> _Your instructions_: Once you have read the data below, please repeat all of it exactly.
=== Begin Enclosure ===
use clap::Parser;
use ether_core::{EtherConfig, SqliteEther};
use tokio::sync::broadcast;
use tracing_subscriber::{fmt, EnvFilter};

use ether_server::server;

#[derive(Parser, Debug)]
#[command(author, version, about = "Serve an Ether store to remote agents", long_about = None)]
struct Args {
    #[arg(short, long, default_value = "ether.toml")]
    config: String,

    /// Address to listen on (overrides proxy.listen_addr)
    #[arg(long)]
    listen: Option<String>,

    /// Database URL (overrides database.url)
    #[arg(long)]
    database: Option<String>,

    #[arg(long)]
    health: bool,
}

#[tokio::main]
async fn main() -> anyhow::Result<()> {
    // Load .env file if present
    dotenvy::dotenv().ok();

    let args = Args::parse();

    let mut config = match EtherConfig::load(&args.config) {
        Ok(c) => c,
        Err(e) => {
            eprintln!("Failed to load config from {}: {}", args.config, e);
            std::process::exit(1);
        }
    };
    if let Some(url) = args.database {
        config.database.url = url;
    }
    if let Some(addr) = args.listen {
        config.proxy.listen_addr = addr;
    }

    // Init logging
    let filter = EnvFilter::try_from_default_env()
        .unwrap_or_else(|_| EnvFilter::new(&config.service.log_level));
    fmt().with_env_filter(filter).init();

    let ether = match SqliteEther::open(&config.database).await {
        Ok(e) => e.with_poll_interval(config.polling.interval()),
        Err(e) => {
            eprintln!("Failed to open database {}: {}", config.database.url, e);
            std::process::exit(1);
        }
    };

    if args.health {
        match ether_core::db::health_check(ether.pool()).await {
            Ok(v) => println!("✅ SQLite {} at {}", v, config.database.url),
            Err(e) => {
                println!("❌ SQLite health check failed: {}", e);
                std::process::exit(1);
            }
        }
        return Ok(());
    }

    let (tx, _rx) = broadcast::channel(1);
    let shutdown_tx = tx.clone();

    tokio::spawn(async move {
        if let Err(e) = tokio::signal::ctrl_c().await {
            tracing::error!("Failed to listen for Ctrl+C: {}", e);
            return;
        }
        tracing::info!("Shutdown signal received");
        let _ = shutdown_tx.send(());
    });

    tracing::info!(
        "Proxying {} on {}, use CTRL+C to quit",
        config.database.url,
        config.proxy.listen_addr
    );
    server::run_proxy_server(&config.proxy.listen_addr, ether, tx.subscribe()).await?;

    Ok(())
}
//! A rust library for named stacks of dimensioned raster layers.
//!
//! A [`Stack`](stack::Stack) is a collection of named layers sharing one coordinate system.
//! Each layer is a dimensioned array over a subset of the stack [`Dimension`](dimension::Dimension)s.
//! Stacks are backed by in-memory arrays, by one file per layer, or by a single multi-layer file read on demand.
//! A [`Series`](series::Series) is an ordered sequence of stacks along an additional dimension, typically time, built from the files of a directory.
//!
//! ## Getting Started
//! - [`stack`] covers stack construction, windowed reads, slicing and [concatenation](stack::concat).
//! - [`dimension`] covers coordinates, interval sampling and [locus shifting](dimension::Dimension::shift_locus).
//! - [`window`] covers selectors, indexers and windows.
//! - [`source`] covers the file formats stacks are read from, including the reference [`GridStackFormat`](source::GridStackFormat).
//! - [`series`] covers series construction from directories of files.
//!
//! ## Example
//! ```rust
//! # use ndarray::ArrayD;
//! # use rasterstack::dimension::{Dimension, Locus};
//! # use rasterstack::layer::DimArray;
//! # use rasterstack::stack::Stack;
//! # use rasterstack::window::{Indexer, Selector, Window};
//! let x = Dimension::new("x", vec![0.0, 1.0, 2.0, 3.0]);
//! let time = Dimension::regular("time", vec![1i64, 2, 3], 1i64, Locus::Start)?;
//! let elevation = DimArray::new(ArrayD::zeros(vec![4]), vec![x.clone()])?;
//! let rainfall = DimArray::new(ArrayD::ones(vec![4, 3]), vec![x, time])?;
//!
//! let stack = Stack::from_named_layers([("elevation", elevation), ("rainfall", rainfall)])?
//!     .with_window(Some(Window::named([("x", Selector::Range(1..3))])));
//! assert_eq!(stack.dims().len(), 2);
//!
//! let rainfall = stack.read_layer("rainfall", &Indexer::named([("time", Selector::at(2i64))]))?;
//! assert_eq!(rainfall.shape(), &[2]);
//! assert_eq!(rainfall.refdims()[0].name().as_str(), "time");
//!
//! let time = rainfall.refdims()[0].shift_locus(Locus::End)?;
//! assert_eq!(time.coordinates().first(), Some(3i64.into()));
//! # Ok::<(), Box<dyn std::error::Error>>(())
//! ```
//!
//! ## Logging
//! `rasterstack` emits [`tracing`] events: `debug` when stacks and series are constructed, `trace` for file opens, closes and reads, and `warn` for files skipped while building a series.
//! No subscriber is installed.
//!
//! ## Licence
//! `rasterstack` is licensed under either of
//!  - the Apache License, Version 2.0 <http://www.apache.org/licenses/LICENSE-2.0> or
//!  - the MIT license <http://opensource.org/licenses/MIT>, at your option.

#![warn(unused_variables)]
#![warn(dead_code)]
#![deny(missing_docs)]
#![warn(clippy::pedantic)]
#![allow(clippy::module_name_repetitions)]
#![deny(clippy::missing_panics_doc)]
#![cfg_attr(docsrs, feature(doc_auto_cfg))]

pub mod byte_range;
pub mod config;
pub mod dimension;
pub mod layer;
pub mod metadata;
pub mod series;
pub mod source;
pub mod stack;
pub mod window;
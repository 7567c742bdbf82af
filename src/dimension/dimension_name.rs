use derive_more::Display;
use serde::{Deserialize, Serialize};

/// A dimension name.
///
/// Dimensions are matched by name across the layers of a stack.
#[derive(Serialize, Deserialize, Clone, PartialEq, Eq, Hash, PartialOrd, Ord, Debug, Display)]
#[serde(transparent)]
pub struct DimensionName(String);

impl DimensionName {
    /// Create a new dimension name.
    #[must_use]
    pub fn new<T: Into<String>>(name: T) -> Self {
        Self(name.into())
    }

    /// Get the dimension name as a [`&str`].
    #[must_use]
    pub fn as_str(&self) -> &str {
        &self.0
    }
}

impl From<&str> for DimensionName {
    fn from(name: &str) -> Self {
        Self::new(name)
    }
}

impl From<String> for DimensionName {
    fn from(name: String) -> Self {
        Self::new(name)
    }
}

impl From<&String> for DimensionName {
    fn from(name: &String) -> Self {
        Self::new(name)
    }
}

impl From<&DimensionName> for DimensionName {
    fn from(name: &DimensionName) -> Self {
        name.clone()
    }
}

impl PartialEq<str> for DimensionName {
    fn eq(&self, other: &str) -> bool {
        self.0 == other
    }
}

impl PartialEq<&str> for DimensionName {
    fn eq(&self, other: &&str) -> bool {
        self.0 == *other
    }
}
=== End Enclosure ===
> _Problem solution_:
use clap::Parser;
use ether_core::{EtherConfig, SqliteEther};
use tokio::sync::broadcast;
use tracing_subscriber::{fmt, EnvFilter};

use ether_server::server;

#[derive(Parser, Debug)]
#[command(author, version, about = "Serve an Ether store to remote agents", long_about = None)]
struct Args {
    #[arg(short, long, default_value = "ether.toml")]
    config: String,

    /// Address to listen on (overrides proxy.listen_addr)
    #[arg(long)]
    listen: Option<String>,

    /// Database URL (overrides database.url)
    #[arg(long)]
    database: Option<String>,

    #[arg(long)]
    health: bool,
}

#[tokio::main]
async fn main() -> anyhow::Result<()> {
    // Load .env file if present
    dotenvy::dotenv().ok();

    let args = Args::parse();

    let mut config = match EtherConfig::load(&args.config) {
        Ok(c) => c,
        Err(e) => {
            eprintln!("Failed to load config from {}: {}", args.config, e);
            std::process::exit(1);
        }
    };
    if let Some(url) = args.database {
        config.database.url = url;
    }
    if let Some(addr) = args.listen {
        config.proxy.listen_addr = addr;
    }

    // Init logging
    let filter = EnvFilter::try_from_default_env()
        .unwrap_or_else(|_| EnvFilter::new(&config.service.log_level));
    fmt().with_env_filter(filter).init();

    let ether = match SqliteEther::open(&config.database).await {
        Ok(e) => e.with_poll_interval(config.polling.interval()),
        Err(e) => {
            eprintln!("Failed to open database {}: {}", config.database.url, e);
            std::process::exit(1);
        }
    };

    if args.health {
        match ether_core::db::health_check(ether.pool()).await {
            Ok(v) => println!("✅ SQLite {} at {}", v, config.database.url),
            Err(e) => {
                println!("❌ SQLite health check failed: {}", e);
                std::process::exit(1);
            }
        }
        return Ok(());
    }

    let (tx, _rx) = broadcast::channel(1);
    let shutdown_tx = tx.clone();

    tokio::spawn(async move {
        if let Err(e) = tokio::signal::ctrl_c().await {
            tracing::error!("Failed to listen for Ctrl+C: {}", e);
            return;
        }
        tracing::info!("Shutdown signal received");
        let _ = shutdown_tx.send(());
    });

    tracing::info!(
        "Proxying {} on {}, use CTRL+C to quit",
        config.database.url,
        config.proxy.listen_addr
    );
    server::run_proxy_server(&config.proxy.listen_addr, ether, tx.subscribe()).await?;

    Ok(())
}
//! A rust library for named stacks of dimensioned raster layers.
//!
//! A [`Stack`](stack::Stack) is a collection of named layers sharing one coordinate system.
//! Each layer is a dimensioned array over a subset of the stack [`Dimension`](dimension::Dimension)s.
//! Stacks are backed by in-memory arrays, by one file per layer, or by a single multi-layer file read on demand.
//! A [`Series`](series::Series) is an ordered sequence of stacks along an additional dimension, typically time, built from the files of a directory.
//!
//! ## Getting Started
//! - [`stack`] covers stack construction, windowed reads, slicing and [concatenation](stack::concat).
//! - [`dimension`] covers coordinates, interval sampling and [locus shifting](dimension::Dimension::shift_locus).
//! - [`window`] covers selectors, indexers and windows.
//! - [`source`] covers the file formats stacks are read from, including the reference [`GridStackFormat`](source::GridStackFormat).
//! - [`series`] covers series construction from directories of files.
//!
//! ## Example
//! ```rust
//! # use ndarray::ArrayD;
//! # use rasterstack::dimension::{Dimension, Locus};
//! # use rasterstack::layer::DimArray;
//! # use rasterstack::stack::Stack;
//! # use rasterstack::window::{Indexer, Selector, Window};
//! let x = Dimension::new("x", vec![0.0, 1.0, 2.0, 3.0]);
//! let time = Dimension::regular("time", vec![1i64, 2, 3], 1i64, Locus::Start)?;
//! let elevation = DimArray::new(ArrayD::zeros(vec![4]), vec![x.clone()])?;
//! let rainfall = DimArray::new(ArrayD::ones(vec![4, 3]), vec![x, time])?;
//!
//! let stack = Stack::from_named_layers([("elevation", elevation), ("rainfall", rainfall)])?
//!     .with_window(Some(Window::named([("x", Selector::Range(1..3))])));
//! assert_eq!(stack.dims().len(), 2);
//!
//! let rainfall = stack.read_layer("rainfall", &Indexer::named([("time", Selector::at(2i64))]))?;
//! assert_eq!(rainfall.shape(), &[2]);
//! assert_eq!(rainfall.refdims()[0].name().as_str(), "time");
//!
//! let time = rainfall.refdims()[0].shift_locus(Locus::End)?;
//! assert_eq!(time.coordinates().first(), Some(3i64.into()));
//! # Ok::<(), Box<dyn std::error::Error>>(())
//! ```
//!
//! ## Logging
//! `rasterstack` emits [`tracing`] events: `debug` when stacks and series are constructed, `trace` for file opens, closes and reads, and `warn` for files skipped while building a series.
//! No subscriber is installed.
//!
//! ## Licence
//! `rasterstack` is licensed under either of
//!  - the Apache License, Version 2.0 <http://www.apache.org/licenses/LICENSE-2.0> or
//!  - the MIT license <http://opensource.org/licenses/MIT>, at your option.

#![warn(unused_variables)]
#![warn(dead_code)]
#![deny(missing_docs)]
#![warn(clippy::pedantic)]
#![allow(clippy::module_name_repetitions)]
#![deny(clippy::missing_panics_doc)]
#![cfg_attr(docsrs, feature(doc_auto_cfg))]

pub mod byte_range;
pub mod config;
pub mod dimension;
pub mod layer;
pub mod metadata;
pub mod series;
pub mod source;
pub mod stack;
pub mod window;
repository 7567c742bdbf82af
filename src/dimension/dimension_name.rs
use derive_more::Display;
use serde::{Deserialize, Serialize};

/// A dimension name.
///
/// Dimensions are matched by name across the layers of a stack.
#[derive(Serialize, Deserialize, Clone, PartialEq, Eq, Hash, PartialOrd, Ord, Debug, Display)]
#[serde(transparent)]
pub struct DimensionName(String);

impl DimensionName {
    /// Create a new dimension name.
    #[must_use]
    pub fn new<T: Into<String>>(name: T) -> Self {
        Self(name.into())
    }

    /// Get the dimension name as a [`&str`].
    #[must_use]
    pub fn as_str(&self) -> &str {
        &self.0
    }
}

impl From<&str> for DimensionName {
    fn from(name: &str) -> Self {
        Self::new(name)
    }
}

impl From<String> for DimensionName {
    fn from(name: String) -> Self {
        Self::new(name)
    }
}

impl From<&String> for DimensionName {
    fn from(name: &String) -> Self {
        Self::new(name)
    }
}

impl From<&DimensionName> for DimensionName {
    fn from(name: &DimensionName) -> Self {
        name.clone()
    }
}

impl PartialEq<str> for DimensionName {
    fn eq(&self, other: &str) -> bool {
        self.0 == other
    }
}

impl PartialEq<&str> for DimensionName {
    fn eq(&self, other: &&str) -> bool {
        self.0 == *other
    }
}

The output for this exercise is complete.